Подлинный, „внутренний“ человек был единственным предметом философствования Сократа, поскольку счастье зависит исключительно и единственно от благополучия души. Все вопросы натурфилософии (точнее — космологии) отступили на второй план: как сказал Цицерон, Сократ был первым, кто свел философию с неба на землю. Зато теории познания уделяется самое пристальное внимание, поскольку задача человека в том, чтобы УЗНАТЬ, что хорошо для души и что приносит ей вред. Все беды, все грехи — только от незнания; вся добродетель — только в знании добра, потому что никто не предпочтет заведомого несчастья заведомому благополучью. Этот оптимистический тезис основан на вере как в объективность („божественность“) добра, так и в силы человека („божественность души“). Сократ выступает основателем универсальной этики, пригодной не для афинян или спартанцев, не для греков или варваров, рабов или свободных, но для человека как такового, и постигаемой не благодаря принадлежности к полисному коллективу, не через социальное окружение, но сугубо индивидуальным усилием, через „заботы о душе“, через „стремление сделать душу как можно лучше“. В этом отличие Сократа от современных ему оптимистов — с одной стороны, от Софокла с его нерассуждающим восхищением мощью человеческой мысли, с другой стороны — от софистов, смело вызывавшихся научить добродетели, но самое добродетель толковавших как некий навык, „искусство“, которое для одних оборачивается благом, для других — злом.

Таково ядро учения Сократа; им определена вся его деятельность, все его взгляды и убеждения. Один из его друзей обратился к дельфийскому оракулу с вопросом, есть ли на свете человек мудрее Сократа, и пифия изрекла; „Нет“. Ответ бога поверг Сократа в смущение, но, отнюдь не считая себя мудрейшим из людей, он принялся проверять божественное речение, обращаясь к одному апробированному мудрецу за другим, и оказалось, что никто из них настоящим (то есть необходимым для души) знанием не обладает.
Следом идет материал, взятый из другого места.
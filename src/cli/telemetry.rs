//! Logging and trace export setup.
//!
//! Span export is enabled only when `OTEL_EXPORTER_OTLP_ENDPOINT` is set;
//! plain formatted logs are emitted otherwise.

use anyhow::Result;
use opentelemetry::{global, trace::TracerProvider as _, KeyValue};
use opentelemetry_otlp::WithExportConfig;
use opentelemetry_sdk::{
    runtime,
    trace::{Tracer, TracerProvider},
    Resource,
};
use std::{env::var, time::Duration};
use tracing::Level;
use tracing_subscriber::{fmt, layer::SubscriberExt, EnvFilter, Registry};

fn normalize_endpoint(ep: String) -> String {
    if ep.starts_with("http://") || ep.starts_with("https://") {
        ep
    } else {
        // Default to https for gRPC if no scheme supplied
        format!("https://{}", ep.trim_end_matches('/'))
    }
}

fn init_tracer() -> Result<Tracer> {
    // gRPC sensible default
    let default_ep = "http://localhost:4317";
    let endpoint = var("OTEL_EXPORTER_OTLP_ENDPOINT").unwrap_or_else(|_| default_ep.to_string());
    let endpoint = normalize_endpoint(endpoint);

    let exporter = opentelemetry_otlp::SpanExporter::builder()
        .with_tonic()
        .with_endpoint(endpoint)
        .with_timeout(Duration::from_secs(3))
        .build()?;

    let provider = TracerProvider::builder()
        .with_batch_exporter(exporter, runtime::Tokio)
        .with_resource(Resource::new(vec![
            KeyValue::new("service.name", env!("CARGO_PKG_NAME")),
            KeyValue::new("service.version", env!("CARGO_PKG_VERSION")),
        ]))
        .build();

    global::set_tracer_provider(provider.clone());

    Ok(provider.tracer(env!("CARGO_PKG_NAME")))
}

/// Initialize logging + (optional) tracing exporter
/// Tracing is enabled if `OTEL_EXPORTER_OTLP_ENDPOINT` is set (gRPC only).
///
/// # Errors
///
/// Returns an error if tracer or subscriber initialization fails
pub fn init(verbosity_level: Option<Level>) -> Result<()> {
    let verbosity_level = verbosity_level.unwrap_or(Level::ERROR);

    let fmt_layer = fmt::layer()
        .with_file(true)
        .with_line_number(true)
        .with_thread_ids(true)
        .with_target(false);

    // RUST_LOG=
    let env_filter = EnvFilter::builder()
        .with_default_directive(verbosity_level.into())
        .from_env_lossy();

    if var("OTEL_EXPORTER_OTLP_ENDPOINT").is_ok() {
        let tracer = init_tracer()?;
        let telemetry = tracing_opentelemetry::layer().with_tracer(tracer);
        let subscriber = Registry::default()
            .with(fmt_layer)
            .with(telemetry)
            .with(env_filter);
        tracing::subscriber::set_global_default(subscriber)?;
    } else {
        let subscriber = Registry::default().with(fmt_layer).with(env_filter);
        tracing::subscriber::set_global_default(subscriber)?;
    }

    Ok(())
}

#[cfg(test)]
mod tests {
    use super::*;

    #[test]
    fn test_normalize_endpoint_http() {
        let result = normalize_endpoint("http://localhost:4317".to_string());
        assert_eq!(result, "http://localhost:4317");
    }

    #[test]
    fn test_normalize_endpoint_https() {
        let result = normalize_endpoint("https://api.example.com:4317".to_string());
        assert_eq!(result, "https://api.example.com:4317");
    }

    #[test]
    fn test_normalize_endpoint_no_scheme() {
        let result = normalize_endpoint("localhost:4317".to_string());
        assert_eq!(result, "https://localhost:4317");
    }

    #[test]
    fn test_normalize_endpoint_trailing_slash() {
        let result = normalize_endpoint("api.example.com:4317/".to_string());
        assert_eq!(result, "https://api.example.com:4317");
    }
}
И Сократ заключил: „В сущности... бог желает сказать, что человеческая мудрость стоит немного или даже вовсе ничего... как если бы он сказал: „Из вас, люди, мудрее всего тот, кто, подобно Сократу, знает, что ничего, по правде, не стоит его мудрость“ (Платон „Апология Сократа“). В этом первая половина сократовской педагогики: разрушить привычный, освященный веками стереотип мышления, внушить человеку недовольство собою, своим невежеством, и желание познать самого себя, иначе говоря — собственную душу. (Вторая половина, конкретное содержание „знания“, строго рассуждая, неизвестно, но достаточно обоснованным кажется предположение, что это была теория вечных, умопостигаемых сущностей, по-гречески ideai, „видов“, примерно в той форме, в какой она изложена у Платона в диалоге „Федон“.) Смысл дельфийского прорицания Сократ усматривал в том, чтобы тревожить душу каждого — не всех разом, но каждого в отдельности, — и отказаться от своей миссии не согласился даже под угрозою смерти.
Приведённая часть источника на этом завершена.